//! Use cases - session orchestration over the ports.
//!
//! Each module holds one service area. They all fail with `ServiceError` so
//! the socket layer maps outcomes to wire error codes in one place; domain
//! errors fold into it through the `From` impls below.

pub mod dice;
pub mod initiative;
pub mod overlays;
pub mod permissions;
pub mod scenes;
pub mod session;
pub mod tokens;

pub use dice::{DiceOps, RolledDice};
pub use initiative::{InitiativeOps, RemovedEntry, RenamedEntry, TurnOutcome};
pub use overlays::OverlayOps;
pub use scenes::{CreatedScene, DeletedScene, SceneOps, SceneSwitch};
pub use session::{SessionOps, SessionSnapshot};
pub use tokens::{EditOutcome, EditTokenInput, MoveOutcome, PlaceTokenInput, PlacedToken, TokenOps};

use gridhall_domain::{
    DiceParseError, GridError, InitiativeError, InvalidTransition, SceneError, TableError,
    TokenError,
};

use crate::infrastructure::overlay::OverlayError;
use crate::infrastructure::ports::RepoError;

/// Failure of a service operation.
#[derive(Debug, thiserror::Error)]
pub enum ServiceError {
    #[error("{0} not found")]
    NotFound(&'static str),
    #[error("{0}")]
    Forbidden(&'static str),
    #[error("{0}")]
    InvalidInput(String),
    #[error("{0}")]
    Conflict(String),
    #[error("move costs {required:.1} movement but only {available:.1} remains")]
    InsufficientMovement { required: f64, available: f64 },
    #[error("Repository error: {0}")]
    Repo(#[from] RepoError),
    #[error("Overlay storage error: {0}")]
    Overlay(#[from] OverlayError),
}

impl From<GridError> for ServiceError {
    fn from(e: GridError) -> Self {
        Self::InvalidInput(e.to_string())
    }
}

impl From<TokenError> for ServiceError {
    fn from(e: TokenError) -> Self {
        match e {
            TokenError::InsufficientMovement {
                required,
                available,
            } => Self::InsufficientMovement {
                required,
                available,
            },
            TokenError::NoHistory => Self::Conflict(e.to_string()),
        }
    }
}

impl From<InitiativeError> for ServiceError {
    fn from(e: InitiativeError) -> Self {
        match e {
            InitiativeError::EntryNotFound => Self::NotFound("initiative entry"),
            other => Self::Conflict(other.to_string()),
        }
    }
}

impl From<SceneError> for ServiceError {
    fn from(e: SceneError) -> Self {
        Self::InvalidInput(e.to_string())
    }
}

impl From<TableError> for ServiceError {
    fn from(e: TableError) -> Self {
        match e {
            TableError::UnknownScene => Self::NotFound("scene"),
            TableError::InvalidSceneOrder => Self::Conflict(e.to_string()),
        }
    }
}

impl From<InvalidTransition> for ServiceError {
    fn from(e: InvalidTransition) -> Self {
        Self::Conflict(e.to_string())
    }
}

impl From<DiceParseError> for ServiceError {
    fn from(e: DiceParseError) -> Self {
        Self::InvalidInput(e.to_string())
    }
}
//! Scene entity - one battle map with its grid and initiative order

use chrono::{DateTime, Utc};
use serde::{Deserialize, Serialize};
use thiserror::Error;

use crate::{EntryId, SceneId, TableId, TokenId};

pub const DEFAULT_GRID_WIDTH: u32 = 30;
pub const DEFAULT_GRID_HEIGHT: u32 = 30;
pub const DEFAULT_METERS_PER_SQUARE: f64 = 1.5;

#[derive(Debug, Clone, Copy, PartialEq, Eq, Error)]
pub enum SceneError {
    /// Grid dimensions must be at least 1x1
    #[error("grid dimensions must be positive")]
    InvalidGridDimensions,
    /// The meters-per-square scale must be a positive finite number
    #[error("scene scale must be positive")]
    InvalidScale,
}

#[derive(Debug, Clone, Copy, PartialEq, Eq, Error)]
pub enum InitiativeError {
    /// The token is already present in the initiative order
    #[error("token already has an initiative entry")]
    DuplicateEntry,
    /// No entry with that id exists
    #[error("initiative entry not found")]
    EntryNotFound,
    /// A reorder must be a permutation of the existing entry ids
    #[error("reorder does not match the current entries")]
    InvalidOrder,
    /// Turn operations need at least one entry
    #[error("initiative order is empty")]
    EmptyInitiative,
}

/// One row in a scene's initiative order.
#[derive(Debug, Clone, PartialEq, Eq, Serialize, Deserialize)]
#[serde(rename_all = "camelCase")]
pub struct InitiativeEntry {
    pub id: EntryId,
    pub name: String,
    /// Token this entry is linked to, if any
    pub token_id: Option<TokenId>,
    pub is_current_turn: bool,
}

impl InitiativeEntry {
    pub fn new(name: impl Into<String>, token_id: Option<TokenId>) -> Self {
        Self {
            id: EntryId::new(),
            name: name.into(),
            token_id,
            is_current_turn: false,
        }
    }
}

/// Outcome of advancing the turn marker.
#[derive(Debug, Clone, Copy, PartialEq, Eq)]
pub struct TurnAdvance {
    /// Entry whose turn it now is
    pub entry_id: EntryId,
    /// True when the marker wrapped back to the first entry
    pub new_round: bool,
}
//! Initiative handlers: the turn order and the turn marker.
//!
//! All of these are game-master operations; the services enforce that.

use super::*;

/// Append an entry to the scene's initiative order.
pub(super) async fn handle_add_entry(
    state: &WsState,
    connection_id: Uuid,
    scene_id: SceneId,
    name: String,
    token_id: Option<TokenId>,
) -> Option<ServerMessage> {
    let Some((user_id, table_id)) = joined(state, connection_id).await else {
        return Some(join_required());
    };

    match state
        .app
        .use_cases
        .initiative
        .add_entry(user_id, table_id, scene_id, &name, token_id)
        .await
    {
        Ok(entry) => {
            state
                .connections
                .broadcast_to_table(
                    table_id,
                    ServerMessage::InitiativeEntryAdded {
                        scene_id: scene_id.to_uuid(),
                        entry: InitiativeEntryData::from(&entry),
                    },
                )
                .await;
            None
        }
        Err(e) => Some(error_reply(e)),
    }
}

/// Advance the turn marker. A wrap back to the top starts a new round:
/// movement budgets come back and live measurements are swept.
pub(super) async fn handle_next_turn(
    state: &WsState,
    connection_id: Uuid,
    scene_id: SceneId,
) -> Option<ServerMessage> {
    let Some((user_id, table_id)) = joined(state, connection_id).await else {
        return Some(join_required());
    };

    match state
        .app
        .use_cases
        .initiative
        .next_turn(user_id, table_id, scene_id)
        .await
    {
        Ok(outcome) => {
            state
                .connections
                .broadcast_to_table(
                    table_id,
                    ServerMessage::InitiativeTurnAdvanced {
                        scene_id: scene_id.to_uuid(),
                        entry_id: outcome.entry_id.to_uuid(),
                        new_round: outcome.new_round,
                    },
                )
                .await;
            if outcome.new_round {
                state
                    .connections
                    .broadcast_to_table(
                        table_id,
                        ServerMessage::TokensMovementReset {
                            scene_id: scene_id.to_uuid(),
                            token_ids: outcome
                                .movement_reset
                                .into_iter()
                                .map(|id| id.to_uuid())
                                .collect(),
                        },
                    )
                    .await;
                state
                    .connections
                    .broadcast_to_table(
                        table_id,
                        ServerMessage::AllMeasurementsCleared {
                            ephemeral_only: true,
                        },
                    )
                    .await;
            }
            None
        }
        Err(e) => Some(error_reply(e)),
    }
}

/// Clear the whole initiative order.
pub(super) async fn handle_reset(
    state: &WsState,
    connection_id: Uuid,
    scene_id: SceneId,
) -> Option<ServerMessage> {
    let Some((user_id, table_id)) = joined(state, connection_id).await else {
        return Some(join_required());
    };

    match state
        .app
        .use_cases
        .initiative
        .reset(user_id, table_id, scene_id)
        .await
    {
        Ok(()) => {
            state
                .connections
                .broadcast_to_table(
                    table_id,
                    ServerMessage::InitiativeReset {
                        scene_id: scene_id.to_uuid(),
                    },
                )
                .await;
            None
        }
        Err(e) => Some(error_reply(e)),
    }
}

/// Remove one entry, optionally deleting the linked token with it.
pub(super) async fn handle_remove_entry(
    state: &WsState,
    connection_id: Uuid,
    scene_id: SceneId,
    entry_id: EntryId,
    remove_token: bool,
) -> Option<ServerMessage> {
    let Some((user_id, table_id)) = joined(state, connection_id).await else {
        return Some(join_required());
    };

    match state
        .app
        .use_cases
        .initiative
        .remove_entry(user_id, table_id, scene_id, entry_id, remove_token)
        .await
    {
        Ok(removed) => {
            state
                .connections
                .broadcast_to_table(
                    table_id,
                    ServerMessage::InitiativeEntryRemoved {
                        scene_id: scene_id.to_uuid(),
                        entry_id: removed.entry.id.to_uuid(),
                    },
                )
                .await;
            if let Some(token_id) = removed.removed_token {
                state
                    .connections
                    .broadcast_to_table(
                        table_id,
                        ServerMessage::TokenRemoved {
                            token_id: token_id.to_uuid(),
                        },
                    )
                    .await;
                if removed.removed_aura {
                    state
                        .connections
                        .broadcast_to_table(
                            table_id,
                            ServerMessage::AuraRemoved {
                                scene_id: scene_id.to_uuid(),
                                token_id: token_id.to_uuid(),
                            },
                        )
                        .await;
                }
            }
            None
        }
        Err(e) => Some(error_reply(e)),
    }
}

/// Reorder the initiative; the new order goes out in full.
pub(super) async fn handle_reorder(
    state: &WsState,
    connection_id: Uuid,
    scene_id: SceneId,
    order: Vec<EntryId>,
) -> Option<ServerMessage> {
    let Some((user_id, table_id)) = joined(state, connection_id).await else {
        return Some(join_required());
    };

    match state
        .app
        .use_cases
        .initiative
        .reorder(user_id, table_id, scene_id, &order)
        .await
    {
        Ok(entries) => {
            state
                .connections
                .broadcast_to_table(
                    table_id,
                    ServerMessage::InitiativeOrderUpdated {
                        scene_id: scene_id.to_uuid(),
                        entries: entries.iter().map(InitiativeEntryData::from).collect(),
                    },
                )
                .await;
            None
        }
        Err(e) => Some(error_reply(e)),
    }
}

/// Rename an entry; a linked token takes the new name too.
pub(super) async fn handle_rename_entry(
    state: &WsState,
    connection_id: Uuid,
    scene_id: SceneId,
    entry_id: EntryId,
    name: String,
) -> Option<ServerMessage> {
    let Some((user_id, table_id)) = joined(state, connection_id).await else {
        return Some(join_required());
    };

    match state
        .app
        .use_cases
        .initiative
        .rename_entry(user_id, table_id, scene_id, entry_id, &name)
        .await
    {
        Ok(renamed) => {
            state
                .connections
                .broadcast_to_table(
                    table_id,
                    ServerMessage::InitiativeEntryUpdated {
                        scene_id: scene_id.to_uuid(),
                        entry: InitiativeEntryData::from(&renamed.entry),
                    },
                )
                .await;
            if let Some(token) = renamed.token {
                state
                    .connections
                    .broadcast_to_table(
                        table_id,
                        ServerMessage::TokenUpdated {
                            token: TokenData::from(&token),
                        },
                    )
                    .await;
            }
            None
        }
        Err(e) => Some(error_reply(e)),
    }
}
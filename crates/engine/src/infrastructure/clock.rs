//! Clock and random implementations.

use crate::infrastructure::ports::{ClockPort, RandomPort};
use chrono::{DateTime, Utc};

/// System clock - uses real time.
pub struct SystemClock;

impl SystemClock {
    pub fn new() -> Self {
        Self
    }
}

impl Default for SystemClock {
    fn default() -> Self {
        Self::new()
    }
}

impl ClockPort for SystemClock {
    fn now(&self) -> DateTime<Utc> {
        Utc::now()
    }
}

/// System random - uses real randomness.
pub struct SystemRandom;

impl SystemRandom {
    pub fn new() -> Self {
        Self
    }
}

impl Default for SystemRandom {
    fn default() -> Self {
        Self::new()
    }
}

impl RandomPort for SystemRandom {
    fn roll_die(&self, sides: u32) -> u32 {
        use rand::Rng;
        rand::thread_rng().gen_range(1..=sides.max(1))
    }

    fn short_id(&self) -> String {
        use rand::Rng;
        // 8 chars of lowercase base36, plenty for per-scene measurement ids.
        let mut rng = rand::thread_rng();
        (0..8)
            .map(|_| {
                let n = rng.gen_range(0..36u32);
                char::from_digit(n, 36).unwrap_or('0')
            })
            .collect()
    }
}

/// Fixed clock for testing.
#[cfg(test)]
pub struct FixedClock(pub DateTime<Utc>);

#[cfg(test)]
impl ClockPort for FixedClock {
    fn now(&self) -> DateTime<Utc> {
        self.0
    }
}

/// Fixed random for testing: every die lands on the given face and every
/// short id comes out the same.
#[cfg(test)]
pub struct FixedRandom(pub u32);

#[cfg(test)]
impl RandomPort for FixedRandom {
    fn roll_die(&self, _sides: u32) -> u32 {
        self.0
    }

    fn short_id(&self) -> String {
        format!("fixed-{}", self.0)
    }
}
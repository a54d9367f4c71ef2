//! GridHall Protocol - Shared types for engine-client communication
//!
//! This crate contains every type that crosses the WebSocket boundary:
//! - WebSocket message types (ClientMessage, ServerMessage)
//! - Wire-format DTOs mirroring the domain entities
//! - Error classification codes
//!
//! # Design Principles
//!
//! 1. **Minimal dependencies** - Only serde, uuid, serde_json, and thiserror
//! 2. **No business logic** - Pure data types and serialization
//! 3. **No domain IDs** - DTOs carry raw `uuid::Uuid`; vocabulary value types
//!    (square ids, token sizes, geometry) come from the domain unchanged

pub mod messages;
pub mod responses;
pub mod types;

// =============================================================================
// WebSocket Message Types
// =============================================================================
pub use messages::{
    // Main message enums
    ClientMessage,
    ServerMessage,
    // Session lifecycle
    SessionStatusData,
    // Conversion error types
    UnknownSessionStatusError,
};

// =============================================================================
// Wire DTOs
// =============================================================================
pub use types::{
    AuraData, CharacterData, DiceRollData, InitiativeEntryData, MeasurementData,
    PersistentMeasurementData, SceneData, ShapeGeometryData, TableData, TokenData,
};

// =============================================================================
// Error Codes
// =============================================================================
pub use responses::{ErrorCode, FieldIssue};
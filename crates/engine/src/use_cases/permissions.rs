//! Permission predicates, evaluated fresh on every request.
//!
//! Role is never cached on the connection: the table loaded for the request
//! decides who is game master and who merely plays.

use gridhall_domain::{Scene, Table, Token, UserId};

/// The user whose linked token holds the current initiative turn, if any.
///
/// Entries without a token, and tokens without an owner, yield `None`.
pub fn turn_owner(scene: &Scene, scene_tokens: &[Token]) -> Option<UserId> {
    let token_id = scene.current_entry()?.token_id?;
    scene_tokens.iter().find(|t| t.id == token_id)?.owner
}

/// Game masters move anything; players move their own token, on the active
/// scene, while its linked entry holds the turn.
pub fn can_move_token(table: &Table, scene: &Scene, token: &Token, user_id: UserId) -> bool {
    if table.is_game_master(user_id) {
        return true;
    }
    token.is_owned_by(user_id)
        && table.active_scene == Some(scene.id)
        && scene.current_entry().and_then(|e| e.token_id) == Some(token.id)
}

/// Live measurements belong to the game master or whoever holds the turn.
pub fn can_share_measurement(table: &Table, turn_owner: Option<UserId>, user_id: UserId) -> bool {
    table.is_game_master(user_id) || turn_owner == Some(user_id)
}

/// Auras additionally open up to the token's owner, turn or not.
pub fn can_upsert_aura(
    table: &Table,
    token: &Token,
    turn_owner: Option<UserId>,
    user_id: UserId,
) -> bool {
    table.is_game_master(user_id) || turn_owner == Some(user_id) || token.is_owned_by(user_id)
}

#[cfg(test)]
mod tests {
    use super::*;
    use chrono::Utc;
    use gridhall_domain::{SquareId, TokenSize};

    fn fixture() -> (Table, Scene, Token, UserId, UserId) {
        let gm = UserId::new();
        let player = UserId::new();
        let mut table = Table::new("War Room", gm, "ABCD1234");
        table.add_member(player, Utc::now());
        let scene = Scene::new(table.id, "Cellar");
        table.add_scene(scene.id, Utc::now());
        let mut token = Token::new(
            table.id,
            scene.id,
            "Brynn",
            SquareId::new(0),
            TokenSize::Medium,
            9.0,
        );
        token.owner = Some(player);
        (table, scene, token, gm, player)
    }

    #[test]
    fn gm_moves_anything() {
        let (table, scene, token, gm, _) = fixture();
        assert!(can_move_token(&table, &scene, &token, gm));
    }

    #[test]
    fn player_needs_turn_and_active_scene() {
        let (table, mut scene, token, _, player) = fixture();
        // No initiative yet, so no turn to act on.
        assert!(!can_move_token(&table, &scene, &token, player));

        scene
            .add_entry("Brynn", Some(token.id), Utc::now())
            .unwrap();
        scene.advance_turn(Utc::now()).unwrap();
        assert!(can_move_token(&table, &scene, &token, player));
    }

    #[test]
    fn player_cannot_move_on_background_scene() {
        let (mut table, mut scene, token, _, player) = fixture();
        scene
            .add_entry("Brynn", Some(token.id), Utc::now())
            .unwrap();
        scene.advance_turn(Utc::now()).unwrap();

        let backdrop = Scene::new(table.id, "Backdrop");
        table.add_scene(backdrop.id, Utc::now());
        table.set_active_scene(backdrop.id, Utc::now()).unwrap();
        assert!(!can_move_token(&table, &scene, &token, player));
    }

    #[test]
    fn player_cannot_move_someone_elses_token() {
        let (table, mut scene, mut token, _, player) = fixture();
        token.owner = Some(UserId::new());
        scene
            .add_entry("Brynn", Some(token.id), Utc::now())
            .unwrap();
        scene.advance_turn(Utc::now()).unwrap();
        assert!(!can_move_token(&table, &scene, &token, player));
    }

    #[test]
    fn turn_owner_follows_the_current_entry() {
        let (_, mut scene, token, _, player) = fixture();
        let tokens = vec![token.clone()];
        assert_eq!(turn_owner(&scene, &tokens), None);

        scene
            .add_entry("Brynn", Some(token.id), Utc::now())
            .unwrap();
        scene.add_entry("Wolf", None, Utc::now()).unwrap();
        scene.advance_turn(Utc::now()).unwrap();
        assert_eq!(turn_owner(&scene, &tokens), Some(player));

        // The wolf entry has no token, so the turn has no owner.
        scene.advance_turn(Utc::now()).unwrap();
        assert_eq!(turn_owner(&scene, &tokens), None);
    }

    #[test]
    fn measurement_rights_follow_the_turn() {
        let (table, _, _, gm, player) = fixture();
        assert!(can_share_measurement(&table, None, gm));
        assert!(!can_share_measurement(&table, None, player));
        assert!(can_share_measurement(&table, Some(player), player));
    }

    #[test]
    fn aura_rights_include_the_token_owner() {
        let (table, _, token, _, player) = fixture();
        let stranger = UserId::new();
        assert!(can_upsert_aura(&table, &token, None, player));
        assert!(!can_upsert_aura(&table, &token, None, stranger));
        assert!(can_upsert_aura(&table, &token, Some(stranger), stranger));
    }

    #[test]
    fn stranger_gets_nothing() {
        let (table, scene, token, _, _) = fixture();
        let stranger = UserId::new();
        assert!(!can_move_token(&table, &scene, &token, stranger));
        assert!(!can_share_measurement(&table, None, stranger));
    }
}
//! Infrastructure: everything behind the port traits.
//!
//! Storage, clocks, randomness and credential checks live here; the service
//! layer only ever sees the traits in `ports` and `overlay`.

pub mod auth;
pub mod clock;
pub mod memory;
pub mod overlay;
pub mod ports;
pub mod scene_locks;
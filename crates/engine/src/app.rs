//! Application state and composition.

use std::sync::Arc;

use crate::infrastructure::overlay::OverlayStore;
use crate::infrastructure::ports::{
    CharacterRepo, ClockPort, RandomPort, SceneRepo, TableRepo, TokenRepo,
};
use crate::infrastructure::scene_locks::SceneLocks;
use crate::use_cases::{DiceOps, InitiativeOps, OverlayOps, SceneOps, SessionOps, TokenOps};

/// Main application state.
///
/// Holds all repositories and use cases.
/// Passed to HTTP/WebSocket handlers via Axum state.
pub struct App {
    pub repositories: Repositories,
    pub use_cases: UseCases,
}

/// Container for the document-store repositories.
pub struct Repositories {
    pub tables: Arc<dyn TableRepo>,
    pub scenes: Arc<dyn SceneRepo>,
    pub tokens: Arc<dyn TokenRepo>,
    pub characters: Arc<dyn CharacterRepo>,
}

/// Container for all use cases.
pub struct UseCases {
    pub session: SessionOps,
    pub tokens: TokenOps,
    pub initiative: InitiativeOps,
    pub scenes: SceneOps,
    pub overlays: OverlayOps,
    pub dice: DiceOps,
}

impl App {
    /// Create a new App with all dependencies wired up.
    pub fn new(
        repositories: Repositories,
        overlays: Arc<dyn OverlayStore>,
        clock: Arc<dyn ClockPort>,
        random: Arc<dyn RandomPort>,
    ) -> Self {
        // One lock registry for every path that serializes on a scene.
        let scene_locks = Arc::new(SceneLocks::new());

        let use_cases = UseCases {
            session: SessionOps::new(
                repositories.tables.clone(),
                repositories.scenes.clone(),
                repositories.tokens.clone(),
                overlays.clone(),
                clock.clone(),
            ),
            tokens: TokenOps::new(
                repositories.tables.clone(),
                repositories.scenes.clone(),
                repositories.tokens.clone(),
                repositories.characters.clone(),
                scene_locks.clone(),
                clock.clone(),
            ),
            initiative: InitiativeOps::new(
                repositories.tables.clone(),
                repositories.scenes.clone(),
                repositories.tokens.clone(),
                overlays.clone(),
                clock.clone(),
            ),
            scenes: SceneOps::new(
                repositories.tables.clone(),
                repositories.scenes.clone(),
                repositories.tokens.clone(),
                overlays.clone(),
                scene_locks,
                clock.clone(),
            ),
            overlays: OverlayOps::new(
                repositories.tables.clone(),
                repositories.scenes.clone(),
                repositories.tokens.clone(),
                overlays,
                random.clone(),
            ),
            dice: DiceOps::new(
                repositories.tables.clone(),
                repositories.characters.clone(),
                random,
            ),
        };

        Self {
            repositories,
            use_cases,
        }
    }
}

- - -

→ **Activity**
The task calls for every line of the material that contains the string "engine".

→ **Response to this task**
filename crates/engine/src/infrastructure/clock.rs
//! GridHall Protocol - Shared types for engine-client communication
filename crates/engine/src/use_cases/permissions.rs
filename crates/engine/src/app.rs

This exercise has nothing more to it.